Z. Yu, D. Kappel, R. Legenstein, S. Song, F. Chen, and W. Maass

Abstract:

Synaptic plasticity is implemented and controlled through over thousand different types of molecules in the postsynaptic density and presynaptic boutons that assume a staggering array of different states through phosporylation and other mechanisms. One of the most prominent molecule in the postsynaptic density is CaMKII, that is described in molecular biology as a "memory molecule" that can integrate through auto-phosporylation Ca-influx signals on a relatively large time scale of dozens of seconds. The functional impact of this memory mechanism is largely unknown. We show that the experimental data on the specific role of CaMKII activation in dopamine-gated spine consolidation suggest a general functional role in speeding up reward-guided search for network configurations that maximize reward expectation. Our theoretical analysis shows that stochastic search could in principle even attain optimal network configurations by emulating one of the most well-known nonlinear optimization methods, simulated annealing. But this optimization is usually impeded by slowness of stochastic search at a given temperature.
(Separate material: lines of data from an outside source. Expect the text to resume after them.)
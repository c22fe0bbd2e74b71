use crate::{
    engine::RawExecution,
    errors::{NotebookError, Result},
    normalize::{normalize_all, NormalizedResult},
    session::SessionManager,
};
use serde::{Deserialize, Serialize};
use std::sync::Arc;
use std::time::Duration;
use tracing::{debug, info, warn};
use uuid::Uuid;

/// Placeholder output when an execution printed and returned nothing
pub const NO_OUTPUT: &str = "No output";
/// Error text used when a failure carries no message of its own
pub const UNKNOWN_ERROR: &str = "An unknown error occurred";

/// Result of one code submission.
///
/// `results` is `None` when a successful run produced no display items and
/// an empty list when the run failed.
#[derive(Debug, Clone, Default, Serialize, Deserialize, PartialEq)]
pub struct ExecutionOutcome {
    pub success: bool,
    #[serde(default, skip_serializing_if = "Option::is_none")]
    pub output: Option<String>,
    #[serde(default, skip_serializing_if = "Option::is_none")]
    pub error: Option<String>,
    #[serde(default, skip_serializing_if = "Option::is_none")]
    pub results: Option<Vec<NormalizedResult>>,
    /// The code raised and the remote side reported a traceback
    #[serde(default)]
    pub raised: bool,
}

impl ExecutionOutcome {
    pub fn failure(message: impl Into<String>) -> Self {
        let message = message.into();
        let error = if message.trim().is_empty() {
            UNKNOWN_ERROR.to_string()
        } else {
            message
        };
        Self {
            success: false,
            output: None,
            error: Some(error),
            results: Some(Vec::new()),
            raised: false,
        }
    }

    fn from_execution(execution: &RawExecution, results: Vec<NormalizedResult>) -> Self {
        let traceback = execution
            .error
            .as_ref()
            .map(|e| e.traceback.as_str())
            .filter(|t| !t.is_empty());

        // A traceback outranks anything printed before the raise
        let stdout = execution.logs.stdout.concat();
        let output = execution
            .text()
            .filter(|t| !t.is_empty())
            .or(traceback)
            .or_else(|| Some(stdout.as_str()).filter(|s| !s.is_empty()))
            .unwrap_or(NO_OUTPUT)
            .to_string();

        Self {
            success: true,
            output: Some(output),
            error: None,
            results: if results.is_empty() { None } else { Some(results) },
            raised: execution.error.is_some(),
        }
    }

    /// Whether a fix suggestion should be offered for this outcome
    pub fn needs_fix(&self) -> bool {
        if !self.success || self.raised {
            return true;
        }
        self.output
            .as_deref()
            .map(|o| {
                let lower = o.to_lowercase();
                lower.contains("error") || lower.contains("exception")
            })
            .unwrap_or(false)
    }

    /// Text to feed into a fix request
    pub fn error_text(&self) -> &str {
        self.error
            .as_deref()
            .or(self.output.as_deref())
            .unwrap_or(UNKNOWN_ERROR)
    }
}

/// Submits code to the managed session and normalizes what comes back
pub struct ExecutionPipeline {
    sessions: Arc<SessionManager>,
    run_all_pause: Duration,
}

impl ExecutionPipeline {
    pub fn new(sessions: Arc<SessionManager>, run_all_pause: Duration) -> Self {
        Self {
            sessions,
            run_all_pause,
        }
    }

    /// Run one piece of code. Every failure is folded into the outcome.
    pub async fn run(&self, code: &str) -> ExecutionOutcome {
        let execution_id = Uuid::new_v4();
        debug!("[EXEC] {} submitting {} bytes", execution_id, code.len());

        match self.try_run(code).await {
            Ok(outcome) => {
                info!(
                    "[EXEC] {} finished (raised: {}, results: {})",
                    execution_id,
                    outcome.raised,
                    outcome.results.as_ref().map_or(0, Vec::len)
                );
                outcome
            }
            Err(e) => {
                warn!("[EXEC] {} failed: {}", execution_id, e);
                ExecutionOutcome::failure(e.to_string())
            }
        }
    }

    /// Run cells top to bottom, one round trip at a time.
    ///
    /// A failing cell does not stop the ones after it.
    pub async fn run_all<S: AsRef<str>>(&self, codes: &[S]) -> Vec<ExecutionOutcome> {
        let mut outcomes = Vec::with_capacity(codes.len());
        for (i, code) in codes.iter().enumerate() {
            if i > 0 && !self.run_all_pause.is_zero() {
                tokio::time::sleep(self.run_all_pause).await;
            }
            outcomes.push(self.run(code.as_ref()).await);
        }
        outcomes
    }

    async fn try_run(&self, code: &str) -> Result<ExecutionOutcome> {
        let handle = self.sessions.ensure_session().await?;
        let execution = handle.session.run_code(code).await.map_err(|e| match e {
            NotebookError::Execution(_) => e,
            other => NotebookError::Execution(other.to_string()),
        })?;
        let results = normalize_all(&execution.results)?;
        Ok(ExecutionOutcome::from_execution(&execution, results))
    }
}
use crate::errors::Result;
use async_trait::async_trait;
use serde::{Deserialize, Serialize};
use serde_json::Value;
use std::sync::Arc;
use std::time::Duration;

/// One display item produced by an execution, as reported by the remote side
///
/// `chart` and `extra` are kept as the JSON the kernel sent. Their shape
/// depends on the plotting library and kernel version.
#[derive(Debug, Clone, Default, Serialize, Deserialize, PartialEq)]
pub struct RawResult {
    #[serde(default)]
    pub text: Option<String>,
    #[serde(default)]
    pub html: Option<String>,
    #[serde(default)]
    pub markdown: Option<String>,
    #[serde(default)]
    pub svg: Option<String>,
    /// Base64-encoded PNG
    #[serde(default)]
    pub png: Option<String>,
    /// Base64-encoded JPEG
    #[serde(default)]
    pub jpeg: Option<String>,
    /// Base64-encoded PDF
    #[serde(default)]
    pub pdf: Option<String>,
    #[serde(default)]
    pub latex: Option<String>,
    #[serde(default)]
    pub json: Option<Value>,
    #[serde(default)]
    pub javascript: Option<String>,
    /// The untouched wire record
    #[serde(default, skip_deserializing)]
    pub raw: Option<Value>,
    #[serde(default)]
    pub data: Option<Value>,
    #[serde(default)]
    pub chart: Option<Value>,
    #[serde(default)]
    pub extra: Option<Value>,
    #[serde(default)]
    pub is_main_result: bool,
}

impl RawResult {
    /// Build a result from a wire record, keeping the record itself in `raw`.
    ///
    /// Never fails: a slot with an unexpected type is left empty instead of
    /// losing the whole result.
    pub fn from_wire(record: Value) -> Self {
        let text = |key: &str| record.get(key).and_then(Value::as_str).map(str::to_string);
        let value = |key: &str| record.get(key).filter(|v| !v.is_null()).cloned();

        let mut result = RawResult {
            text: text("text"),
            html: text("html"),
            markdown: text("markdown"),
            svg: text("svg"),
            png: text("png"),
            jpeg: text("jpeg"),
            pdf: text("pdf"),
            latex: text("latex"),
            json: value("json"),
            javascript: text("javascript"),
            raw: None,
            data: value("data"),
            chart: value("chart"),
            extra: value("extra"),
            is_main_result: record
                .get("is_main_result")
                .and_then(Value::as_bool)
                .unwrap_or(false),
        };
        result.raw = Some(record);
        result
    }
}

/// Captured stdout/stderr chunks
#[derive(Debug, Clone, Default, Serialize, Deserialize, PartialEq)]
pub struct Logs {
    pub stdout: Vec<String>,
    pub stderr: Vec<String>,
}

/// Exception raised by the executed code
#[derive(Debug, Clone, Default, Serialize, Deserialize, PartialEq)]
pub struct ExecutionErrorInfo {
    pub name: String,
    pub value: String,
    pub traceback: String,
}

/// Everything the remote side reported for one code submission
#[derive(Debug, Clone, Default, PartialEq)]
pub struct RawExecution {
    pub results: Vec<RawResult>,
    pub logs: Logs,
    pub error: Option<ExecutionErrorInfo>,
    pub execution_count: Option<u64>,
}

impl RawExecution {
    /// Text of the main result, i.e. the value of the last expression
    pub fn text(&self) -> Option<&str> {
        self.results
            .iter()
            .find(|r| r.is_main_result)
            .and_then(|r| r.text.as_deref())
    }
}

/// A live remote execution context
#[async_trait]
pub trait RemoteSession: Send + Sync {
    /// Remote identifier of the session
    fn id(&self) -> &str;

    /// Ask the remote service to retire the session after `ttl`
    async fn set_timeout(&self, ttl: Duration) -> Result<()>;

    /// Execute code and wait for the full result
    async fn run_code(&self, code: &str) -> Result<RawExecution>;

    /// Write a text file into the session's working directory
    async fn write_file(&self, path: &str, content: &str) -> Result<()>;
}

/// Factory for remote sessions
#[async_trait]
pub trait SandboxProvider: Send + Sync {
    /// Create a new remote session authenticated with `credential`
    async fn create_session(&self, credential: &str) -> Result<Arc<dyn RemoteSession>>;

    /// Provider name for logging
    fn name(&self) -> &str;
}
We propose that CaMKII contributes a momentum term that substantially speeds up this search. In particular, it allows the network to overcome saddle points of the fitness function. The resulting improved stochastic policy search can be understood on a more abstract level as Hamiltonian sampling, which is known to be one of the most efficient stochastic search methods.



Reference: Z. Yu, D. Kappel, R. Legenstein, S. Song, F. Chen, and W. Maass. CaMKII activation supports reward-based neural network optimization through Hamiltonian sampling. arXiv:1606.00157, 2016. v2.